Tree Concepts
Internal
Overview
A tree is a particular case of a graph.
Free Tree
A free tree is a connected, acyclic, undirected graph.
For an undirected graph G = (V, E), the following statements are equivalent:
- G is a free tree.
- Any two vertices in G are connected by a unique simple path.
- G is connected, but if any edge is removed from E, the resulting graph is disconnected.
- G is connected and │E│ = │V│ - 1.
- G is acyclic and │E│ = │V│ - 1.
- G is acyclic, but if any edge is added to E, the resulting graph contains a cycle.
Forest
If the undirected graph is acyclic, but disconnected, it is a forest.
Rooted Tree
A rooted tree is a free tree in which one of the vertices is distinguished from the others.
Root
We call the distinguished vertex the root of the tree.
Node
We often refer to the vertex of a rooted tree as a node of the tree.
Ancestors and Descendants
For a node x in a rooted tree, we call any node y on the simple path from root to x an ancestor of x. If y is an ancestor of x, then x is a descendant of y. Every node is both an ancestor and descendant of itself. If y is an ancestor of x and x ≠ y, then we call y a proper ancestor of x, and x is a proper descendant of y.
Subtree
The subtree rooted at x is the tree induced by descendants of x, rooted at x.

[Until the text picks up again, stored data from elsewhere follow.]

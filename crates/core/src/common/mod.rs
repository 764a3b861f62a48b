//! Common types shared across the simulator.
//!
//! This module provides the fundamental building blocks used by every other
//! component:
//! 1. **Error handling:** the unified [`error::SimError`] taxonomy.
//! 2. **Constants:** address bit-layout and scheduling defaults.

/// Constants: address bit-layout, clock-domain scaling, scheduling defaults.
pub mod constants;

/// Error types shared by every component.
pub mod error;

pub use constants::SCALE_FACTOR;
pub use error::SimError;
//! Bank-group timing state: one level up from [`super::bank::Bank`], adding
//! same-group command spacing (spec §4.3, group level).

use crate::config::TimingConfig;
use crate::dimm::bank::Bank;
use crate::dimm::timing::{self, TimingResult};
use crate::request::DramCommand;

/// A bank group: its member banks plus the `next_*` timestamps that gate
/// commands issued to *any* bank in the group.
#[derive(Debug, Clone)]
pub struct BankGroup {
    banks: Vec<Bank>,
    next_activate: u64,
    next_read: u64,
    next_write: u64,
}

impl BankGroup {
    /// Creates a bank group with `banks_per_group` freshly precharged banks.
    #[must_use]
    pub fn new(banks_per_group: usize) -> Self {
        Self {
            banks: vec![Bank::default(); banks_per_group],
            next_activate: 0,
            next_read: 0,
            next_write: 0,
        }
    }

    fn bank(&self, bank: usize) -> Option<&Bank> {
        self.banks.get(bank)
    }

    fn bank_mut(&mut self, bank: usize) -> Option<&mut Bank> {
        self.banks.get_mut(bank)
    }

    /// Returns the addressed bank, for read-only inspection (row-buffer
    /// locality heuristics, diagnostics).
    #[must_use]
    pub fn get(&self, bank: usize) -> Option<&Bank> {
        self.bank(bank)
    }

    #[must_use]
    pub fn can_activate(&self, bank: usize, now: u64) -> TimingResult {
        let Some(bank) = self.bank(bank) else {
            return TimingResult::BadArgs;
        };
        bank.can_activate(now)
            .combine(wait_or_ready(now, self.next_activate))
    }

    pub fn activate(
        &mut self,
        bank: usize,
        row: u32,
        now: u64,
        timing: &TimingConfig,
    ) -> TimingResult {
        let result = self.can_activate(bank, now);
        if !matches!(result, TimingResult::Ready(_)) {
            return result;
        }
        let Some(bank_ref) = self.bank_mut(bank) else {
            return TimingResult::BadArgs;
        };
        let outcome = bank_ref.activate(row, now, timing);
        self.next_activate = now + timing::group_recovery(timing, DramCommand::Activate, DramCommand::Activate);
        outcome
    }

    #[must_use]
    pub fn can_precharge(&self, bank: usize, now: u64) -> TimingResult {
        let Some(bank) = self.bank(bank) else {
            return TimingResult::BadArgs;
        };
        bank.can_precharge(now)
    }

    pub fn precharge(&mut self, bank: usize, now: u64, timing: &TimingConfig) -> TimingResult {
        let Some(bank_ref) = self.bank_mut(bank) else {
            return TimingResult::BadArgs;
        };
        bank_ref.precharge(now, timing)
    }

    #[must_use]
    pub fn can_read(&self, bank: usize, row: u32, now: u64) -> TimingResult {
        let Some(bank) = self.bank(bank) else {
            return TimingResult::BadArgs;
        };
        bank.can_read(row, now)
            .combine(wait_or_ready(now, self.next_read))
    }

    pub fn read(&mut self, bank: usize, row: u32, now: u64, timing: &TimingConfig) -> TimingResult {
        let result = self.can_read(bank, row, now);
        if !matches!(result, TimingResult::Ready(_)) {
            return result;
        }
        let Some(bank_ref) = self.bank_mut(bank) else {
            return TimingResult::BadArgs;
        };
        let outcome = bank_ref.read(row, now, timing);
        self.next_read = now + timing::group_recovery(timing, DramCommand::Read, DramCommand::Read);
        self.next_write = now + timing::group_recovery(timing, DramCommand::Read, DramCommand::Write);
        outcome
    }

    #[must_use]
    pub fn can_write(&self, bank: usize, row: u32, now: u64) -> TimingResult {
        let Some(bank) = self.bank(bank) else {
            return TimingResult::BadArgs;
        };
        bank.can_write(row, now)
            .combine(wait_or_ready(now, self.next_write))
    }

    pub fn write(&mut self, bank: usize, row: u32, now: u64, timing: &TimingConfig) -> TimingResult {
        let result = self.can_write(bank, row, now);
        if !matches!(result, TimingResult::Ready(_)) {
            return result;
        }
        let Some(bank_ref) = self.bank_mut(bank) else {
            return TimingResult::BadArgs;
        };
        let outcome = bank_ref.write(row, now, timing);
        self.next_write = now + timing::group_recovery(timing, DramCommand::Write, DramCommand::Write);
        self.next_read = now + timing::group_recovery(timing, DramCommand::Write, DramCommand::Read);
        outcome
    }
}

fn wait_or_ready(now: u64, ready_at: u64) -> TimingResult {
    if now >= ready_at {
        TimingResult::Ready(0)
    } else {
        TimingResult::Wait(ready_at - now)
    }
}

Parents, Children and Siblings
If the last edge on the simple path from the root of the tree to a node x is (y, x), then y is the parent of x and x is the child of y. The root is the only node in the tree with no parent. If two nodes have the same parent, they are siblings.
Leaf
A node with no children is a leaf or an external node. A non-leaf node is an internal node.